Dataset:

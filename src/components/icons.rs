use dioxus::prelude::*;

#[component]
pub fn Icon(name: String, class: String) -> Element {
    let svg_content = match name.as_str() {
        "music" => rsx! {
            svg {
                class: "{class}",
                view_box: "0 0 24 24",
                fill: "none",
                stroke: "currentColor",
                stroke_width: "2",
                path { d: "M9 18V5l12-2v13" }
                circle { cx: "6", cy: "18", r: "3" }
                circle { cx: "18", cy: "16", r: "3" }
            }
        },
        "play" => rsx! {
            svg {
                class: "{class}",
                view_box: "0 0 24 24",
                fill: "currentColor",
                polygon { points: "5 3 19 12 5 21 5 3" }
            }
        },
        "pause" => rsx! {
            svg {
                class: "{class}",
                view_box: "0 0 24 24",
                fill: "currentColor",
                rect { x: "6", y: "4", width: "4", height: "16" }
                rect { x: "14", y: "4", width: "4", height: "16" }
            }
        },
        "caret-left" => rsx! {
            svg {
                class: "{class}",
                view_box: "0 0 24 24",
                fill: "none",
                stroke: "currentColor",
                stroke_width: "2",
                polyline { points: "15 18 9 12 15 6" }
            }
        },
        "caret-right" => rsx! {
            svg {
                class: "{class}",
                view_box: "0 0 24 24",
                fill: "none",
                stroke: "currentColor",
                stroke_width: "2",
                polyline { points: "9 18 15 12 9 6" }
            }
        },
        "chevron-up" => rsx! {
            svg {
                class: "{class}",
                view_box: "0 0 24 24",
                fill: "none",
                stroke: "currentColor",
                stroke_width: "2",
                polyline { points: "18 15 12 9 6 15" }
            }
        },
        "chevron-down" => rsx! {
            svg {
                class: "{class}",
                view_box: "0 0 24 24",
                fill: "none",
                stroke: "currentColor",
                stroke_width: "2",
                polyline { points: "6 9 12 15 18 9" }
            }
        },
        "plus" => rsx! {
            svg {
                class: "{class}",
                view_box: "0 0 24 24",
                fill: "none",
                stroke: "currentColor",
                stroke_width: "2",
                line { x1: "12", y1: "5", x2: "12", y2: "19" }
                line { x1: "5", y1: "12", x2: "19", y2: "12" }
            }
        },
        "trash" => rsx! {
            svg {
                class: "{class}",
                view_box: "0 0 24 24",
                fill: "none",
                stroke: "currentColor",
                stroke_width: "2",
                polyline { points: "3 6 5 6 21 6" }
                path { d: "M19 6v14a2 2 0 0 1-2 2H7a2 2 0 0 1-2-2V6m3 0V4a2 2 0 0 1 2-2h4a2 2 0 0 1 2 2v2" }
            }
        },
        "pen" => rsx! {
            svg {
                class: "{class}",
                view_box: "0 0 24 24",
                fill: "none",
                stroke: "currentColor",
                stroke_width: "2",
                path { d: "M17 3a2.828 2.828 0 1 1 4 4L7.5 20.5 2 22l1.5-5.5L17 3z" }
            }
        },
        "heart" => rsx! {
            svg {
                class: "{class}",
                view_box: "0 0 24 24",
                fill: "none",
                stroke: "currentColor",
                stroke_width: "2",
                path { d: "M20.84 4.61a5.5 5.5 0 0 0-7.78 0L12 5.67l-1.06-1.06a5.5 5.5 0 0 0-7.78 7.78l1.06 1.06L12 21.23l7.78-7.78 1.06-1.06a5.5 5.5 0 0 0 0-7.78z" }
            }
        },
        "heart-filled" => rsx! {
            svg {
                class: "{class}",
                view_box: "0 0 24 24",
                fill: "currentColor",
                path { d: "M20.84 4.61a5.5 5.5 0 0 0-7.78 0L12 5.67l-1.06-1.06a5.5 5.5 0 0 0-7.78 7.78l1.06 1.06L12 21.23l7.78-7.78 1.06-1.06a5.5 5.5 0 0 0 0-7.78z" }
            }
        },
        "ipod" => rsx! {
            svg {
                class: "{class}",
                view_box: "0 0 24 24",
                fill: "none",
                stroke: "currentColor",
                stroke_width: "2",
                rect { x: "6", y: "2", width: "12", height: "20", rx: "3" }
                rect { x: "8", y: "4", width: "8", height: "7", rx: "1" }
                circle { cx: "12", cy: "16", r: "3" }
            }
        },
        "x" => rsx! {
            svg {
                class: "{class}",
                view_box: "0 0 24 24",
                fill: "none",
                stroke: "currentColor",
                stroke_width: "2",
                line { x1: "18", y1: "6", x2: "6", y2: "18" }
                line { x1: "6", y1: "6", x2: "18", y2: "18" }
            }
        },
        "loader" => rsx! {
            svg {
                class: "{class} animate-spin",
                view_box: "0 0 24 24",
                fill: "none",
                stroke: "currentColor",
                stroke_width: "2",
                path { d: "M21 12a9 9 0 1 1-6.219-8.56" }
            }
        },
        _ => rsx! {
            svg {
                class: "{class}",
                view_box: "0 0 24 24",
                fill: "none",
                stroke: "currentColor",
                stroke_width: "2",
                circle { cx: "12", cy: "12", r: "10" }
            }
        },
    };

    svg_content
}
use crate::api::models::Song;

/// Which song the list cursor sits on and which one the detail panel shows.
///
/// The highlight is the navigation focus; the selection drives the detail
/// panel and the player. Both are ids into the cached list and are dropped
/// when the list no longer contains them.
#[derive(Debug, Clone, Copy, PartialEq, Eq, Default)]
pub struct SelectionState {
    pub selected_id: Option<u32>,
    pub highlighted_id: Option<u32>,
}

impl SelectionState {
    pub fn select(&mut self, id: Option<u32>) {
        self.selected_id = id;
    }

    pub fn highlight(&mut self, id: Option<u32>) {
        self.highlighted_id = id;
    }

    pub fn select_highlighted(&mut self) {
        if self.highlighted_id.is_some() {
            self.selected_id = self.highlighted_id;
        }
    }

    pub fn clear(&mut self) {
        self.selected_id = None;
        self.highlighted_id = None;
    }

    pub fn selected_song<'a>(&self, songs: &'a [Song]) -> Option<&'a Song> {
        self.selected_id
            .and_then(|id| songs.iter().find(|song| song.id == id))
    }

    pub fn highlighted_index(&self, songs: &[Song]) -> Option<usize> {
        self.highlighted_id
            .and_then(|id| songs.iter().position(|song| song.id == id))
    }

    /// Move the highlight cursor down, wrapping at the end of the list.
    pub fn highlight_next(&mut self, songs: &[Song]) {
        if songs.is_empty() {
            return;
        }
        let next = match self.highlighted_index(songs) {
            Some(index) if index + 1 < songs.len() => index + 1,
            _ => 0,
        };
        self.highlighted_id = Some(songs[next].id);
    }

    /// Move the highlight cursor up, wrapping at the start of the list.
    pub fn highlight_previous(&mut self, songs: &[Song]) {
        if songs.is_empty() {
            return;
        }
        let previous = match self.highlighted_index(songs) {
            Some(index) if index > 0 => index - 1,
            _ => songs.len() - 1,
        };
        self.highlighted_id = Some(songs[previous].id);
    }

    /// Move the selection itself, also wrapping. Used by the wheel while a
    /// song is open in the detail panel.
    pub fn select_next(&mut self, songs: &[Song]) {
        if songs.is_empty() {
            return;
        }
        let current = self
            .selected_id
            .and_then(|id| songs.iter().position(|song| song.id == id));
        let next = match current {
            Some(index) if index + 1 < songs.len() => index + 1,
            _ => 0,
        };
        self.selected_id = Some(songs[next].id);
    }

    pub fn select_previous(&mut self, songs: &[Song]) {
        if songs.is_empty() {
            return;
        }
        let current = self
            .selected_id
            .and_then(|id| songs.iter().position(|song| song.id == id));
        let previous = match current {
            Some(index) if index > 0 => index - 1,
            _ => songs.len() - 1,
        };
        self.selected_id = Some(songs[previous].id);
    }

    /// Reconcile with a freshly fetched list: stale ids are dropped and the
    /// highlight falls back to the first song.
    pub fn sync_with(&mut self, songs: &[Song]) {
        if let Some(id) = self.selected_id {
            if !songs.iter().any(|song| song.id == id) {
                self.selected_id = None;
            }
        }
        let highlight_valid = self
            .highlighted_id
            .is_some_and(|id| songs.iter().any(|song| song.id == id));
        if !highlight_valid {
            self.highlighted_id = songs.first().map(|song| song.id);
        }
    }

    /// The id selection should move to once `id` is deleted: the previous
    /// song when `id` sits at the end of the list, otherwise the next one,
    /// or `None` when the list is about to empty. Computed before the
    /// delete call goes out.
    pub fn neighbor_after_delete(songs: &[Song], id: u32) -> Option<u32> {
        let index = songs.iter().position(|song| song.id == id)?;
        if songs.len() <= 1 {
            return None;
        }
        if index >= songs.len() - 1 {
            Some(songs[index - 1].id)
        } else {
            Some(songs[index + 1].id)
        }
    }
}

#[cfg(test)]
mod tests {
    use super::*;
    use pretty_assertions::assert_eq;

    fn songs(ids: &[u32]) -> Vec<Song> {
        ids.iter()
            .map(|&id| Song {
                id,
                title: format!("song {id}"),
                ..Song::default()
            })
            .collect()
    }

    #[test]
    fn highlight_wraps_around_both_ends() {
        let songs = songs(&[1, 2, 3]);
        let mut state = SelectionState::default();

        state.highlight(Some(3));
        state.highlight_next(&songs);
        assert_eq!(state.highlighted_id, Some(1));

        state.highlight_previous(&songs);
        assert_eq!(state.highlighted_id, Some(3));
    }

    #[test]
    fn highlight_on_empty_list_is_a_no_op() {
        let mut state = SelectionState::default();
        state.highlight_next(&[]);
        state.highlight_previous(&[]);
        assert_eq!(state.highlighted_id, None);
    }

    #[test]
    fn selection_wraps_too() {
        let songs = songs(&[1, 2, 3]);
        let mut state = SelectionState::default();
        state.select(Some(1));
        state.select_previous(&songs);
        assert_eq!(state.selected_id, Some(3));
        state.select_next(&songs);
        assert_eq!(state.selected_id, Some(1));
    }

    #[test]
    fn deleting_the_last_song_selects_its_predecessor() {
        let songs = songs(&[10, 20, 30]);
        assert_eq!(SelectionState::neighbor_after_delete(&songs, 30), Some(20));
    }

    #[test]
    fn deleting_a_middle_song_selects_its_successor() {
        let songs = songs(&[10, 20, 30]);
        assert_eq!(SelectionState::neighbor_after_delete(&songs, 10), Some(20));
        assert_eq!(SelectionState::neighbor_after_delete(&songs, 20), Some(30));
    }

    #[test]
    fn deleting_the_only_song_clears_selection() {
        let songs = songs(&[10]);
        assert_eq!(SelectionState::neighbor_after_delete(&songs, 10), None);
    }

    #[test]
    fn deleting_an_unknown_song_yields_none() {
        let songs = songs(&[10, 20]);
        assert_eq!(SelectionState::neighbor_after_delete(&songs, 99), None);
    }

    #[test]
    fn sync_drops_stale_ids_and_rehighlights_the_first_song() {
        let mut state = SelectionState {
            selected_id: Some(5),
            highlighted_id: Some(5),
        };
        let songs = songs(&[1, 2]);
        state.sync_with(&songs);
        assert_eq!(state.selected_id, None);
        assert_eq!(state.highlighted_id, Some(1));
    }

    #[test]
    fn sync_keeps_valid_ids() {
        let mut state = SelectionState {
            selected_id: Some(2),
            highlighted_id: Some(1),
        };
        let songs = songs(&[1, 2]);
        state.sync_with(&songs);
        assert_eq!(state.selected_id, Some(2));
        assert_eq!(state.highlighted_id, Some(1));
    }

    #[test]
    fn sync_with_empty_list_clears_everything() {
        let mut state = SelectionState {
            selected_id: Some(1),
            highlighted_id: Some(1),
        };
        state.sync_with(&[]);
        assert_eq!(state.selected_id, None);
        assert_eq!(state.highlighted_id, None);
    }

    #[test]
    fn select_highlighted_promotes_the_cursor() {
        let mut state = SelectionState::default();
        state.select_highlighted();
        assert_eq!(state.selected_id, None);

        state.highlight(Some(7));
        state.select_highlighted();
        assert_eq!(state.selected_id, Some(7));
    }
}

Your assignment: Among the lines above, find those containing the word "height" and copy each.

Your response:
                rect { x: "6", y: "4", width: "4", height: "16" }
                rect { x: "14", y: "4", width: "4", height: "16" }
                rect { x: "6", y: "2", width: "12", height: "20", rx: "3" }
                rect { x: "8", y: "4", width: "8", height: "7", rx: "1" }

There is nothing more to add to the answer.